Consultazioni: tutto rinviato alla settimana prossima


Il primo giro di consultazioni per arrivare alla formazione di un Governo si conclude con un nulla di fatto. Mattarella, concede un’altra settimana di tempo ai partiti per trovare un accordo


Almeno un’altra settimana di tempo per trovare l’accordo che, per adesso, manca tra i partiti politici per arrivare alla formazione di un Governo. Sono ancora troppe le divergenze tra le due formazioni che hanno preso il maggiore numero di voti alle ultime elezioni, Movimento 5 Stelle e Lega. I nodi da sciogliere riguardano principalmente la presenza, non gradita dai grillini, di Silvio Berlusconi, principale alleato dei Leghisti. Proprio per questo il leader dei pentastellati, Luigi Di Maio, sta valutando un piano B che prevede un accordo con il Partito Democratico. Anche per questa opzione, però la strada sembra in salita, dato che i dem sono fermi nella loro volontà di rimanere all’opposizione.

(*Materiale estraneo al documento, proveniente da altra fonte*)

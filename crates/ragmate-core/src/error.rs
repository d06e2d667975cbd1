//! Error taxonomy for every Ragmate operation.
//!
//! Three kinds matter to callers:
//! - `Validation` — bad input, rejected before any network call, never retried.
//! - `Transport` — non-2xx status or network failure; retryable for 429/5xx.
//! - `Consistency` — a multi-step operation failed partway (e.g. the origin
//!   upload succeeded but the attach did not); never retried automatically,
//!   the caller decides on the compensating action.

use thiserror::Error;

pub type Result<T> = std::result::Result<T, RagmateError>;

/// The step of a multi-step operation that failed partway.
#[derive(Debug, Clone, Copy, PartialEq, Eq)]
pub enum Stage {
    /// Origin upload succeeded, attaching to the vector store failed.
    Attach,
    /// Detaching the file from the vector store failed.
    Detach,
}

impl std::fmt::Display for Stage {
    fn fmt(&self, f: &mut std::fmt::Formatter<'_>) -> std::fmt::Result {
        match self {
            Stage::Attach => write!(f, "attach"),
            Stage::Detach => write!(f, "detach"),
        }
    }
}

#[derive(Error, Debug)]
pub enum RagmateError {
    /// Input rejected before any network call.
    #[error("Validation error: {0}")]
    Validation(String),

    /// Non-2xx HTTP status or network failure (status 0 = no response).
    #[error("Transport error (status {status}): {body}")]
    Transport { status: u16, body: String },

    /// Partial multi-step failure; `orphan_file_id` names the resource left
    /// behind on the remote side so the caller can compensate.
    #[error("Consistency error at {stage}: {detail}")]
    Consistency {
        stage: Stage,
        detail: String,
        orphan_file_id: Option<String>,
    },

    #[error("Config error: {0}")]
    Config(String),

    #[error("Ledger error: {0}")]
    Ledger(String),

    #[error("IO error: {0}")]
    Io(#[from] std::io::Error),
}

impl RagmateError {
    /// Transport failure from a network-level error (no HTTP response).
    pub fn network(detail: impl Into<String>) -> Self {
        RagmateError::Transport {
            status: 0,
            body: detail.into(),
        }
    }

    /// Whether a retry layer may re-issue the failed call.
    ///
    /// Only transport failures qualify: 429, any 5xx, and status 0
    /// (connection refused, timeout, DNS). Other 4xx are fail-fast,
    /// and Validation/Consistency are never retried.
    pub fn is_retryable(&self) -> bool {
        match self {
            RagmateError::Transport { status, .. } => {
                *status == 0 || *status == 429 || (500..600).contains(status)
            }
            _ => false,
        }
    }

    /// The HTTP status carried by a transport error, if any.
    pub fn status(&self) -> Option<u16> {
        match self {
            RagmateError::Transport { status, .. } => Some(*status),
            _ => None,
        }
    }
}

#[cfg(test)]
mod tests {
    use super::*;

    #[test]
    fn retryable_statuses() {
        assert!(RagmateError::Transport { status: 429, body: String::new() }.is_retryable());
        assert!(RagmateError::Transport { status: 503, body: String::new() }.is_retryable());
        assert!(RagmateError::network("connection refused").is_retryable());
        assert!(!RagmateError::Transport { status: 404, body: String::new() }.is_retryable());
        assert!(!RagmateError::Validation("bad".into()).is_retryable());
        assert!(
            !RagmateError::Consistency {
                stage: Stage::Attach,
                detail: "attach failed".into(),
                orphan_file_id: Some("file_x".into()),
            }
            .is_retryable()
        );
    }
}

Serve più tempo, dunque. Mattarella ha rinviato alla settimana prossima gli incontri con le forze politiche, aspettandosi stavolta di ricevere delle proposte concrete di accordo. Il presidente della Repubblica ha anche ricordato ai suoi interlocutori che, non essendo più l’Italia in un sistema maggioritario, “le intese devono essere considerate come intrinseche a un sistema proporzionale”. Insomma, gli accordi avrebbero dovuto già esserci. Eppure la situazione è ancora in una fase di stallo.

Di Maio prova a tendere la mano al Pd: “Le mie aperture sono sincere. Non ho mai voluto spaccare il Partito Democratico, mi rivolgo a tutti e non ci permetteremmo mai di interferire nelle loro dinamiche”. A breve una delegazione del M5S dovrebbe incontrare il reggente dei dem, Maurizio Martina per trovare una soluzione, ma un incontro è previsto anche con il segretario della Lega, Matteo Salvini.

Il leader del Carroccio prova a mediare tra i grillini e i berlusconiani: “Faremo di tutto per dare un governo che duri 5 anni, partendo dal centrodestra, coinvolgendo il M5S, senza altre soluzioni temporanee e improvvisate”. Ma grillini e berlusconiani sono ai ferri corti. Inequivocabili le parole di Silvio Berlusconi che ribadisce il suo no a formare un governo “fatto di pauperismi e giustizialismi e populismi e odio che innescherebbe una spirale recessiva”.

Se non si dovesse trovare un accordo neanche nel secondo giro di consultazioni della settimana prossima, spetterebbe a Mattarella il compito di conferire un incarico a uno dei leader in campo, con il rischio però che si bruci alla prova dei numeri o anche a una personalità terza, fino allo scioglimento delle camere.